Stored items
+-------+

// SPDX-License-Identifier: BUSL-1.1
// Copyright (c) 2026 Alfred Jean LLC

use std::sync::Arc;
use std::time::Duration;

use async_trait::async_trait;
use tokio_util::sync::CancellationToken;

use crate::config::RuntimeConfig;
use crate::driver::{RunSink, Runner};
use crate::session::SessionManager;
use crate::store::Store;
use crate::test_support::{runtime_config, CollectingOutput};

use super::Orchestrator;

/// A runner the test controls: records prompts, signals start, blocks
/// until released.
#[derive(Default)]
struct ControlledRunner {
    calls: parking_lot::Mutex<Vec<String>>,
    started: CancellationToken,
    finish: CancellationToken,
    final_message: parking_lot::Mutex<Option<String>>,
}

#[async_trait]
impl Runner for ControlledRunner {
    async fn run(
        &self,
        prompt: &str,
        _resume_id: Option<&str>,
        sink: Arc<dyn RunSink>,
        _cancel: CancellationToken,
    ) -> anyhow::Result<i32> {
        self.calls.lock().push(prompt.to_string());
        self.started.cancel();
        sink.output("ok", false).await;
        let final_message = self.final_message.lock().clone();
        if let Some(message) = final_message {
            sink.final_message(&message).await;
        }
        self.finish.cancelled().await;
        Ok(0)
    }
}

struct Fixture {
    orchestrator: Arc<Orchestrator>,
    runner: Arc<ControlledRunner>,
    sessions: Arc<SessionManager>,
    store: Arc<Store>,
}

fn fixture(dir: &std::path::Path, config: RuntimeConfig) -> anyhow::Result<Fixture> {
    let store = Arc::new(Store::open(&dir.join("test.db"))?);
    store.init()?;
    let sessions = Arc::new(SessionManager::new(store.clone(), "default"));
    let runner = Arc::new(ControlledRunner::default());
    let orchestrator = Arc::new(Orchestrator::new(
        Arc::new(config),
        sessions.clone(),
        store.clone(),
        runner.clone(),
        "default",
    ));
    Ok(Fixture { orchestrator, runner, sessions, store })
}

async fn settle() {
    tokio::time::sleep(Duration::from_millis(100)).await;
}

#[tokio::test]
async fn queued_prompt_runs_after_the_active_one() -> anyhow::Result<()> {
    let dir = tempfile::tempdir()?;
    let fx = fixture(dir.path(), runtime_config())?;
    let out = Arc::new(CollectingOutput::default());

    fx.orchestrator.submit_prompt(1, "first", out.clone()).await?;
    fx.runner.started.cancelled().await;
    fx.orchestrator.submit_prompt(1, "second", out.clone()).await?;

    assert_eq!(fx.sessions.peek_queue(1).await?, 1);
    let statuses = out.status_texts();
    assert!(statuses.iter().any(|s| s.contains("排队中：1")));

    fx.runner.finish.cancel();
    settle().await;

    assert_eq!(*fx.runner.calls.lock(), vec!["first".to_string(), "second".to_string()]);
    let statuses = out.status_texts();
    assert!(statuses.iter().any(|s| s.contains("运行完成")));
    assert!(statuses.iter().any(|s| s.contains("等待新指令")));
    Ok(())
}

#[tokio::test]
async fn set_resume_id_is_disabled() -> anyhow::Result<()> {
    let dir = tempfile::tempdir()?;
    let fx = fixture(dir.path(), runtime_config())?;
    let out = Arc::new(CollectingOutput::default());

    fx.orchestrator.set_resume_id(1, out.as_ref()).await;
    let session = fx.sessions.get_or_create(1).await?;
    assert_eq!(session.resume_id, None);
    assert!(out.status_texts().iter().any(|s| s.contains("禁用")));
    Ok(())
}

#[tokio::test]
async fn last_result_returns_the_final_message() -> anyhow::Result<()> {
    let dir = tempfile::tempdir()?;
    let fx = fixture(dir.path(), runtime_config())?;
    *fx.runner.final_message.lock() = Some("final answer".to_string());
    let out = Arc::new(CollectingOutput::default());

    fx.orchestrator.submit_prompt(1, "first", out.clone()).await?;
    fx.runner.started.cancelled().await;
    fx.runner.finish.cancel();
    settle().await;

    let out = Arc::new(CollectingOutput::default());
    fx.orchestrator.last_result(1, out.as_ref()).await?;
    assert!(out.stream_texts().contains(&"final answer".to_string()));
    Ok(())
}

#[tokio::test]
async fn last_result_falls_back_to_the_store() -> anyhow::Result<()> {
    let dir = tempfile::tempdir()?;
    let fx = fixture(dir.path(), runtime_config())?;

    let previous = crate::session::Session::new(1, "default");
    fx.store.record_session(&previous)?;
    fx.store.update_session_last_result(&previous.session_id, Some("stored result"))?;

    let out = Arc::new(CollectingOutput::default());
    fx.orchestrator.last_result(1, out.as_ref()).await?;
    assert!(out.stream_texts().contains(&"stored result".to_string()));
    Ok(())
}

#[tokio::test]
async fn cancel_without_an_active_run_reports_idle() -> anyhow::Result<()> {
    let dir = tempfile::tempdir()?;
    let fx = fixture(dir.path(), runtime_config())?;
    let out = Arc::new(CollectingOutput::default());

    fx.orchestrator.cancel_run(1, out.as_ref()).await;
    assert!(out.status_texts().iter().any(|s| s.contains("当前没有运行中的任务")));
    Ok(())
}

#[tokio::test]
async fn retry_without_history_reports_nothing_to_do() -> anyhow::Result<()> {
    let dir = tempfile::tempdir()?;
    let fx = fixture(dir.path(), runtime_config())?;
    let out = Arc::new(CollectingOutput::default());

    fx.orchestrator.retry_last(1, None, out.clone()).await?;
    assert!(out.status_texts().iter().any(|s| s.contains("没有可重试的指令")));
    assert!(fx.runner.calls.lock().is_empty());
    Ok(())
}

#[tokio::test]
async fn status_reports_state_queue_and_resume_id() -> anyhow::Result<()> {
    let dir = tempfile::tempdir()?;
    let mut config = runtime_config();
    config.codex_cli_resume_id = None;
    let fx = fixture(dir.path(), config)?;
    let out = Arc::new(CollectingOutput::default());

    fx.orchestrator.status(1, out.as_ref()).await?;
    let statuses = out.status_texts();
    assert!(statuses.iter().any(|s| s.contains("会话状态：idle") && s.contains("未设置")));
    Ok(())
}

fn write_rollout_line(
    path: &std::path::Path,
    timestamp: &str,
    text: &str,
) -> anyhow::Result<()> {
    use std::io::Write;

    let mut file = std::fs::OpenOptions::new().create(true).append(true).open(path)?;
    writeln!(
        file,
        r#"{{"timestamp":"{timestamp}","type":"response_item","payload":{{"type":"message","role":"assistant","content":[{{"type":"output_text","text":"{text}"}}]}}}}"#
    )?;
    Ok(())
}

#[tokio::test]
#[serial_test::serial]
async fn external_results_dedupe_against_the_last_result() -> anyhow::Result<()> {
    let dir = tempfile::tempdir()?;
    let home = tempfile::tempdir()?;
    std::fs::create_dir_all(home.path().join("sessions"))?;
    std::env::set_var("CODEX_HOME", home.path());

    let mut config = runtime_config();
    config.codex_cli_resume_id = Some("resume-sync".to_string());
    let fx = fixture(dir.path(), config)?;

    let session_file = home.path().join("sessions").join("rollout-1-resume-sync.jsonl");
    write_rollout_line(&session_file, "2026-01-01T00:00:01Z", "same result")?;

    fx.sessions.set_last_result(1, Some("same result".to_string())).await?;
    fx.sessions.set_jsonl_state(1, Some(0.0), None).await?;

    let result = fx.orchestrator.poll_external_results(1, true).await;
    std::env::remove_var("CODEX_HOME");

    assert!(result?.is_empty());
    let (last_ts, last_hash) = fx.store.get_jsonl_state_by_user_id(1, "default")?;
    assert!(last_ts.is_some());
    assert!(last_hash.is_some());
    Ok(())
}

#[tokio::test]
#[serial_test::serial]
async fn first_poll_after_binding_suppresses_history() -> anyhow::Result<()> {
    let dir = tempfile::tempdir()?;
    let home = tempfile::tempdir()?;
    std::fs::create_dir_all(home.path().join("sessions"))?;
    std::env::set_var("CODEX_HOME", home.path());

    let mut config = runtime_config();
    config.codex_cli_resume_id = Some("resume-base".to_string());
    let fx = fixture(dir.path(), config)?;

    let session_file = home.path().join("sessions").join("rollout-1-resume-base.jsonl");
    write_rollout_line(&session_file, "2020-01-01T00:00:00Z", "ancient history")?;

    // Neither cursor field set: the first poll records a baseline only.
    let first = fx.orchestrator.poll_external_results(1, true).await?;
    assert!(first.is_empty());
    let session = fx.sessions.get_or_create(1).await?;
    assert!(session.jsonl_last_ts.is_some());

    // A record newer than the baseline is delivered.
    let future = (chrono::Utc::now() + chrono::Duration::seconds(5))
        .to_rfc3339_opts(chrono::SecondsFormat::Secs, true);
    write_rollout_line(&session_file, &future, "fresh news")?;
    let second = fx.orchestrator.poll_external_results(1, true).await;
    std::env::remove_var("CODEX_HOME");

    assert_eq!(second?, vec!["fresh news".to_string()]);
    let session = fx.sessions.get_or_create(1).await?;
    assert_eq!(session.last_result.as_deref(), Some("fresh news"));
    Ok(())
}

#[tokio::test]
#[serial_test::serial]
async fn poll_without_send_advances_the_cursor_silently() -> anyhow::Result<()> {
    let dir = tempfile::tempdir()?;
    let home = tempfile::tempdir()?;
    std::fs::create_dir_all(home.path().join("sessions"))?;
    std::env::set_var("CODEX_HOME", home.path());

    let mut config = runtime_config();
    config.codex_cli_resume_id = Some("resume-mute".to_string());
    let fx = fixture(dir.path(), config)?;

    let session_file = home.path().join("sessions").join("rollout-1-resume-mute.jsonl");
    write_rollout_line(&session_file, "2026-01-01T00:00:01Z", "streamed inline")?;
    fx.sessions.set_jsonl_state(1, Some(0.0), None).await?;

    let result = fx.orchestrator.poll_external_results(1, false).await;
    std::env::remove_var("CODEX_HOME");

    assert!(result?.is_empty());
    let session = fx.sessions.get_or_create(1).await?;
    // The message was not delivered and is not the last result, but the
    // cursor moved past it.
    assert_eq!(session.last_result, None);
    assert!(session.jsonl_last_hash.is_some());
    Ok(())
}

+-------+

**EXERCISE DIRECTIONS**
Each line above with the word "baseline" must be returned.

**TASK RESULT**
    // Neither cursor field set: the first poll records a baseline only.
    // A record newer than the baseline is delivered.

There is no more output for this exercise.